• [What needs to be done]
Gather all lines from the material that contain "ScriptedSession".
____ Stored data
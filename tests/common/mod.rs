#![allow(dead_code)]

use async_trait::async_trait;
use std::collections::HashMap;
use std::io::Write;
use std::sync::{Arc, Mutex};
use std::time::Duration;

use price_checker::browser::{BrowserError, ElementSnapshot, Locator, PageSession};
use price_checker::config::Config;

/// Config with every delay zeroed so runs finish immediately.
pub fn fast_config() -> Config {
    let mut config = Config::default();
    config.task.request_delay_secs = 0;
    config.task.retry_delay_secs = 0;
    config.task.retry_times = 2;
    config.browser.timeout_secs = 1;
    config
}

/// Elements a product page exposes for the given panel id, price and SKU text.
pub fn product_page(
    config: &Config,
    panel_id: &str,
    price: &str,
    sku: &str,
) -> HashMap<Locator, ElementSnapshot> {
    let mut elements = HashMap::new();
    elements.insert(
        Locator::ClassName(config.price.panel_class.clone()),
        ElementSnapshot {
            text: String::new(),
            id: Some(panel_id.to_string()),
        },
    );
    elements.insert(
        Locator::XPath(config.price_xpath(panel_id)),
        ElementSnapshot {
            text: price.to_string(),
            id: None,
        },
    );
    elements.insert(
        Locator::Css(config.sku_selector()),
        ElementSnapshot {
            text: sku.to_string(),
            id: None,
        },
    );
    elements
}

/// Shared log of what the session was asked to do.
#[derive(Debug, Default)]
pub struct SessionLog {
    pub starts: usize,
    pub opened: Vec<String>,
    pub closed: usize,
}

/// Browser tab backed by a fixed url -> elements map.
pub struct ScriptedSession {
    pages: HashMap<String, HashMap<Locator, ElementSnapshot>>,
    current: Option<String>,
    fail_start: bool,
    pub log: Arc<Mutex<SessionLog>>,
}

impl ScriptedSession {
    pub fn new() -> Self {
        Self {
            pages: HashMap::new(),
            current: None,
            fail_start: false,
            log: Arc::new(Mutex::new(SessionLog::default())),
        }
    }

    /// A session whose browser never comes up.
    pub fn without_browser() -> Self {
        Self {
            fail_start: true,
            ..Self::new()
        }
    }

    pub fn page(mut self, url: &str, elements: HashMap<Locator, ElementSnapshot>) -> Self {
        self.pages.insert(url.to_string(), elements);
        self
    }
}

#[async_trait]
impl PageSession for ScriptedSession {
    async fn start(&mut self) -> Result<(), BrowserError> {
        self.log.lock().unwrap().starts += 1;
        if self.fail_start {
            return Err(BrowserError::Config("chrome executable not found".to_string()));
        }
        Ok(())
    }

    async fn open(&mut self, url: &str) -> Result<(), BrowserError> {
        self.log.lock().unwrap().opened.push(url.to_string());
        self.current = Some(url.to_string());
        Ok(())
    }

    async fn find(
        &mut self,
        locator: &Locator,
        _timeout: Duration,
    ) -> Result<Option<ElementSnapshot>, BrowserError> {
        Ok(self
            .current
            .as_ref()
            .and_then(|url| self.pages.get(url))
            .and_then(|elements| elements.get(locator))
            .cloned())
    }

    async fn page_source(&mut self) -> Result<String, BrowserError> {
        Ok(String::new())
    }

    async fn close(&mut self) -> Result<(), BrowserError> {
        self.log.lock().unwrap().closed += 1;
        self.current = None;
        Ok(())
    }
}

pub fn csv_sheet(contents: &str) -> tempfile::NamedTempFile {
    let mut file = tempfile::Builder::new().suffix(".csv").tempfile().unwrap();
    write!(file, "{}", contents).unwrap();
    file
}
use std::sync::Arc;
use tokio::time::sleep;
use tracing::{error, warn};

use crate::browser::{Locator, PageSession};
use crate::config::Config;
use crate::parsers::{clean_sku, clean_text};

pub struct SkuScraper {
    config: Arc<Config>,
}

impl SkuScraper {
    pub fn new(config: Arc<Config>) -> Self {
        Self { config }
    }

    /// SKU shown on `url`, or an empty string when it cannot be read.
    pub async fn fetch(&self, session: &mut dyn PageSession, url: &str) -> String {
        if let Err(e) = session.open(url).await {
            error!("Failed to open page {}: {}", url, e);
            return String::new();
        }

        let locator = Locator::Css(self.config.sku_selector());
        match session.find(&locator, self.config.element_timeout()).await {
            Ok(Some(element)) => clean_sku(&clean_text(&element.text)),
            Ok(None) => {
                error!("SKU element not found on {}", url);
                String::new()
            }
            Err(e) => {
                error!("Failed to read SKU on {}: {}", url, e);
                String::new()
            }
        }
    }

    /// Up to `task.retry_times` attempts with a fixed `task.retry_delay_secs`
    /// pause between them. The first non-empty SKU wins.
    pub async fn fetch_with_retry(&self, session: &mut dyn PageSession, url: &str) -> String {
        let attempts = self.config.task.retry_times.max(1);
        let delay = self.config.retry_delay();

        for attempt in 1..=attempts {
            let sku = self.fetch(session, url).await;
            if !sku.is_empty() {
                return sku;
            }

            if attempt < attempts {
                warn!(
                    "SKU not read from {}, retrying in {:?} (attempt {}/{})",
                    url,
                    delay,
                    attempt + 1,
                    attempts
                );
                sleep(delay).await;
            }
        }

        error!("Could not read SKU from {} after {} attempts", url, attempts);
        String::new()
    }
}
________
• [Solution to this exercise]
pub struct ScriptedSession {
impl ScriptedSession {
impl PageSession for ScriptedSession {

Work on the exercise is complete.